::: Material for this task :::
//! Core types for the reporter
//!
//! Blocks are decoded from the explorer JSON into immutable values. Wire
//! structs stay private; the public types are what the ledger and the
//! statistics recorders consume.
//!
//! Monetary values keep their decimal text until the ledger parses them,
//! so a malformed value is reported with its block position instead of
//! failing the whole fetch.

use crate::{Error, Result};
use chrono::{DateTime, Utc};
use rust_decimal::Decimal;
use serde::{Deserialize, Deserializer, Serialize};
use std::fmt;
use std::str::FromStr;

/// Ledger key (an unlock hash). Compared as an opaque string.
#[derive(Debug, Clone, PartialEq, Eq, PartialOrd, Ord, Hash, Serialize, Deserialize)]
#[serde(transparent)]
pub struct Address(String);

impl Address {
    /// Create new address
    pub fn new(address: impl Into<String>) -> Self {
        Self(address.into())
    }

    /// Get as string
    pub fn as_str(&self) -> &str {
        &self.0
    }
}

impl fmt::Display for Address {
    fn fmt(&self, f: &mut fmt::Formatter<'_>) -> fmt::Result {
        write!(f, "{}", self.0)
    }
}

impl From<&str> for Address {
    fn from(address: &str) -> Self {
        Self::new(address)
    }
}

/// Monetary value as transmitted by the explorer
#[derive(Debug, Clone, PartialEq, Eq)]
pub struct Amount(String);

impl Amount {
    /// Wrap raw decimal text
    pub fn new(text: impl Into<String>) -> Self {
        Self(text.into())
    }

    /// Raw text
    pub fn as_str(&self) -> &str {
        &self.0
    }

    /// Parse into an exact decimal. Negative values are rejected.
    pub fn parse(&self) -> Result<Decimal> {
        let value = Decimal::from_str_exact(self.0.trim()).map_err(|e| Error::ValueParse {
            value: self.0.clone(),
            reason: e.to_string(),
        })?;
        if value.is_sign_negative() && !value.is_zero() {
            return Err(Error::ValueParse {
                value: self.0.clone(),
                reason: "value must not be negative".to_string(),
            });
        }
        Ok(value)
    }
}

impl fmt::Display for Amount {
    fn fmt(&self, f: &mut fmt::Formatter<'_>) -> fmt::Result {
        write!(f, "{}", self.0)
    }
}

impl<'de> Deserialize<'de> for Amount {
    fn deserialize<D: Deserializer<'de>>(deserializer: D) -> std::result::Result<Self, D::Error> {
        #[derive(Deserialize)]
        #[serde(untagged)]
        enum Text {
            Str(String),
            Num(serde_json::Number),
        }

        Ok(match Text::deserialize(deserializer)? {
            Text::Str(s) => Amount(s),
            Text::Num(n) => Amount(n.to_string()),
        })
    }
}

/// Atomic swap contract parameters
#[derive(Debug, Clone, PartialEq, Eq, Deserialize)]
pub struct AtomicSwap {
    /// Party funding the swap
    pub sender: Address,
    /// Party that can redeem with the secret
    pub receiver: Address,
    /// Hash of the redeem secret
    #[serde(rename = "hashedsecret")]
    pub hashed_secret: String,
    /// Refund time lock
    #[serde(rename = "timelock")]
    pub time_lock: u64,
}

/// Rule describing who may claim an output
#[derive(Debug, Clone, PartialEq, Eq, Deserialize)]
#[serde(try_from = "RawCondition")]
pub enum SpendingCondition {
    /// Nil condition, anyone can claim it
    Bearer,
    /// Sole beneficiary
    DirectAddress(Address),
    /// Atomic swap placeholder
    AtomicSwap(AtomicSwap),
    /// Wrapper that delays spending of `inner`
    TimeLocked {
        /// Lock time (height or unix timestamp, irrelevant for attribution)
        lock_time: i64,
        /// Wrapped condition
        inner: Box<SpendingCondition>,
    },
    /// M-of-N multi-signature
    MultiSignature {
        /// Co-signers, in source order
        addresses: Vec<Address>,
        /// Minimum number of signatures
        threshold: u64,
    },
    /// Tag this build does not understand
    Unrecognized(u64),
}

impl SpendingCondition {
    /// Wire tag of the condition
    pub fn tag(&self) -> u64 {
        match self {
            SpendingCondition::Bearer => CONDITION_NIL,
            SpendingCondition::DirectAddress(_) => CONDITION_UNLOCK_HASH,
            SpendingCondition::AtomicSwap(_) => CONDITION_ATOMIC_SWAP,
            SpendingCondition::TimeLocked { .. } => CONDITION_TIME_LOCK,
            SpendingCondition::MultiSignature { .. } => CONDITION_MULTI_SIGNATURE,
            SpendingCondition::Unrecognized(tag) => *tag,
        }
    }
}

const CONDITION_NIL: u64 = 0;
const CONDITION_UNLOCK_HASH: u64 = 1;
const CONDITION_ATOMIC_SWAP: u64 = 2;
const CONDITION_TIME_LOCK: u64 = 3;
const CONDITION_MULTI_SIGNATURE: u64 = 4;

#[derive(Deserialize)]
struct RawCondition {
    // An omitted type is the nil condition
    #[serde(rename = "type", default)]
    kind: u64,
    #[serde(default)]
    data: serde_json::Value,
}

#[derive(Deserialize)]
struct UnlockHashData {
    unlockhash: Address,
}

#[derive(Deserialize)]
struct TimeLockData {
    locktime: i64,
    condition: SpendingCondition,
}

#[derive(Deserialize)]
struct MultiSignatureData {
    unlockhashes: Vec<Address>,
    minimumsignaturecount: u64,
}

impl TryFrom<RawCondition> for SpendingCondition {
    type Error = serde_json::Error;

    fn try_from(raw: RawCondition) -> std::result::Result<Self, Self::Error> {
        let condition = match raw.kind {
            CONDITION_NIL => SpendingCondition::Bearer,
            CONDITION_UNLOCK_HASH => {
                let data: UnlockHashData = serde_json::from_value(raw.data)?;
                SpendingCondition::DirectAddress(data.unlockhash)
            }
            CONDITION_ATOMIC_SWAP => SpendingCondition::AtomicSwap(serde_json::from_value(raw.data)?),
            CONDITION_TIME_LOCK => {
                let data: TimeLockData = serde_json::from_value(raw.data)?;
                SpendingCondition::TimeLocked {
                    lock_time: data.locktime,
                    inner: Box::new(data.condition),
                }
            }
            CONDITION_MULTI_SIGNATURE => {
                let data: MultiSignatureData = serde_json::from_value(raw.data)?;
                SpendingCondition::MultiSignature {
                    addresses: data.unlockhashes,
                    threshold: data.minimumsignaturecount,
                }
            }
            tag => SpendingCondition::Unrecognized(tag),
        };
        Ok(condition)
    }
}

/// Value paired with the condition controlling it.
///
/// Used both for created outputs and for the resolved source side of
/// consumed inputs.
#[derive(Debug, Clone, PartialEq, Eq, Deserialize)]
#[serde(from = "RawOutput")]
pub struct Output {
    /// Value
    pub value: Amount,
    /// Destination condition
    pub condition: SpendingCondition,
}

impl Output {
    /// Create new output
    pub fn new(value: impl Into<String>, condition: SpendingCondition) -> Self {
        Self {
            value: Amount::new(value),
            condition,
        }
    }

    /// Output paying `value` straight to `address`
    pub fn to_address(value: impl Into<String>, address: impl Into<String>) -> Self {
        Self::new(value, SpendingCondition::DirectAddress(Address::new(address)))
    }
}

#[derive(Deserialize)]
struct RawOutput {
    value: Amount,
    #[serde(default)]
    condition: Option<SpendingCondition>,
    #[serde(default)]
    unlockhash: Option<String>,
}

impl From<RawOutput> for Output {
    fn from(raw: RawOutput) -> Self {
        let condition = match (raw.condition, raw.unlockhash) {
            (Some(condition), _) => condition,
            // The nil unlock hash is all zeroes
            (None, Some(hash)) if hash.is_empty() || hash.bytes().all(|b| b == b'0') => {
                SpendingCondition::Bearer
            }
            (None, Some(hash)) => SpendingCondition::DirectAddress(Address::new(hash)),
            (None, None) => SpendingCondition::Bearer,
        };
        Output {
            value: raw.value,
            condition,
        }
    }
}

/// Transaction as exposed by the explorer
#[derive(Debug, Clone, PartialEq, Eq, Default, Deserialize)]
#[serde(from = "RawTransaction")]
pub struct Transaction {
    /// Transaction ID
    pub id: String,
    /// Transaction version
    pub version: u8,
    /// Funds created
    pub coin_outputs: Vec<Output>,
    /// Funds consumed, resolved to the outputs they spend
    pub coin_inputs: Vec<Output>,
    /// Miner fees
    pub miner_fees: Vec<Amount>,
}

#[derive(Deserialize)]
struct RawTransaction {
    #[serde(default)]
    id: String,
    #[serde(rename = "rawtransaction")]
    raw: RawTransactionBody,
    #[serde(rename = "coininputoutputs", default)]
    coin_inputs: Option<Vec<Output>>,
}

#[derive(Deserialize)]
struct RawTransactionBody {
    #[serde(default)]
    version: u8,
    #[serde(default)]
    data: RawTransactionData,
}

#[derive(Deserialize, Default)]
struct RawTransactionData {
    #[serde(rename = "coinoutputs", default)]
    coin_outputs: Option<Vec<Output>>,
    #[serde(rename = "minerfees", default)]
    miner_fees: Option<Vec<Amount>>,
}

impl From<RawTransaction> for Transaction {
    fn from(raw: RawTransaction) -> Self {
        Transaction {
            id: raw.id,
            version: raw.raw.version,
            coin_outputs: raw.raw.data.coin_outputs.unwrap_or_default(),
            coin_inputs: raw.coin_inputs.unwrap_or_default(),
            miner_fees: raw.raw.data.miner_fees.unwrap_or_default(),
        }
    }
}

/// Block as exposed by the explorer
#[derive(Debug, Clone, PartialEq, Eq, Default, Deserialize)]
#[serde(from = "RawBlock")]
pub struct Block {
    /// Block height
    pub height: u64,
    /// Block timestamp (seconds since Unix epoch)
    pub timestamp: i64,
    /// Transactions in block order
    pub transactions: Vec<Transaction>,
    /// Miner payouts in block order
    pub miner_payouts: Vec<Output>,
}

impl Block {
    /// Empty block at `height`
    pub fn new(height: u64, timestamp: i64) -> Self {
        Self {
            height,
            timestamp,
            ..Default::default()
        }
    }

    /// Block time as UTC
    pub fn time(&self) -> DateTime<Utc> {
        DateTime::from_timestamp(self.timestamp, 0).unwrap_or_default()
    }
}

#[derive(Deserialize)]
struct RawBlock {
    height: u64,
    #[serde(rename = "rawblock")]
    raw: RawBlockBody,
    #[serde(default)]
    transactions: Option<Vec<Transaction>>,
}

#[derive(Deserialize)]
struct RawBlockBody {
    #[serde(default)]
    timestamp: i64,
    #[serde(rename = "minerpayouts", default)]
    miner_payouts: Option<Vec<Output>>,
}

impl From<RawBlock> for Block {
    fn from(raw: RawBlock) -> Self {
        Block {
            height: raw.height,
            timestamp: raw.raw.timestamp,
            transactions: raw.transactions.unwrap_or_default(),
            miner_payouts: raw.raw.miner_payouts.unwrap_or_default(),
        }
    }
}

impl FromStr for Block {
    type Err = Error;

    /// Decode a bare block JSON document
    fn from_str(s: &str) -> Result<Self> {
        Ok(serde_json::from_str(s)?)
    }
}
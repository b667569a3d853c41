//! Block consumers driven by the [`Runner`](crate::runner::Runner)

use crate::{types::Block, Result};
use async_trait::async_trait;

/// Consumer of the scanned block sequence.
///
/// Blocks arrive one at a time in strictly increasing height order. An
/// error from [`record`](Recorder::record) halts ingestion.
#[async_trait]
pub trait Recorder: Send + Sync {
    /// Name used in logs
    fn name(&self) -> &str;

    /// Consume one block
    async fn record(&self, block: &Block) -> Result<()>;

    /// First height this recorder still needs, `None` when it has no
    /// persisted progress
    async fn next_height(&self) -> Result<Option<u64>> {
        Ok(None)
    }

    /// Flush and release resources
    async fn close(&self) -> Result<()> {
        Ok(())
    }
}
// SPDX-License-Identifier: AGPL-3.0-or-later
// AxonDB - Vector Storage Substrate
// Copyright (C) 2026 Sushanth Reddy Vanagala (https://github.com/sushanthpy)
//
// This program is free software: you can redistribute it and/or modify
// it under the terms of the GNU Affero General Public License as published by
// the Free Software Foundation, either version 3 of the License, or
// (at your option) any later version.
//
// This program is distributed in the hope that it will be useful,
// but WITHOUT ANY WARRANTY; without even the implied warranty of
// MERCHANTABILITY or FITNESS FOR A PARTICULAR PURPOSE. See the
// GNU Affero General Public License for more details.
//
// You should have received a copy of the GNU Affero General Public License
// along with this program. If not, see <https://www.gnu.org/licenses/>.

//! AxonDB numeric core: distance kernels, operator registry, vector space.
//!
//! This crate is the compute half of the substrate beneath an ANN vector
//! engine. It owns no vector storage; it resolves *how* distances are
//! computed for a given (metric, element type, SIMD tier) configuration.
//!
//! # Architecture
//!
//! - [`kernels`]: scalar reference kernels for every metric plus explicit
//!   SSE4.1/AVX2/AVX-512 f32 variants written with `core::arch` intrinsics.
//! - [`registry`]: the operator capability table, built once at startup,
//!   frozen with `finish_build`, then shared read-only.
//! - [`space`]: per-engine configuration resolving dimension, metric, data
//!   type and tier into a byte layout and operator bindings, plus the
//!   64-byte aligned allocation facility the SIMD kernels rely on.
//!
//! All SIMD code is pure Rust using `core::arch` intrinsics with runtime
//! feature detection; unsupported tiers are simply never registered, so a
//! lookup for them fails instead of silently falling back.
//!
//! ```
//! use axondb_core::{DataType, MetricType, OperatorRegistry, SimdLevel, VectorSpace};
//!
//! let mut registry = OperatorRegistry::with_builtins().unwrap();
//! registry.finish_build();
//!
//! let space = VectorSpace::create(
//!     &registry, 128, MetricType::L2, DataType::F32, SimdLevel::None,
//! ).unwrap();
//! let a = space.alloc_aligned_vectors(1).unwrap();
//! let b = space.alloc_aligned_vectors(1).unwrap();
//! assert_eq!(space.distance(&a, &b).unwrap(), 0.0);
//! ```

pub mod error;
pub mod kernels;
pub mod registry;
pub mod space;
pub mod types;

pub use error::{AxonError, Result};
pub use registry::{DistanceFn, NormFn, NormalizeFn, OperatorEntity, OperatorRegistry};
pub use space::{AlignedBytes, VectorSpace, ALIGNMENT_BYTES};
pub use types::{
    cpu_features, CpuFeatures, DataType, MetricType, SimdLevel, DATA_TYPE_COUNT,
    METRIC_TYPE_COUNT, SIMD_LEVEL_COUNT,
};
:::
=== Your task ===
All lines above that include the word "match" should be located and copied.

=== Written response ===
        Ok(match Text::deserialize(deserializer)? {
        match self {
        let condition = match raw.kind {
        let condition = match (raw.condition, raw.unlockhash) {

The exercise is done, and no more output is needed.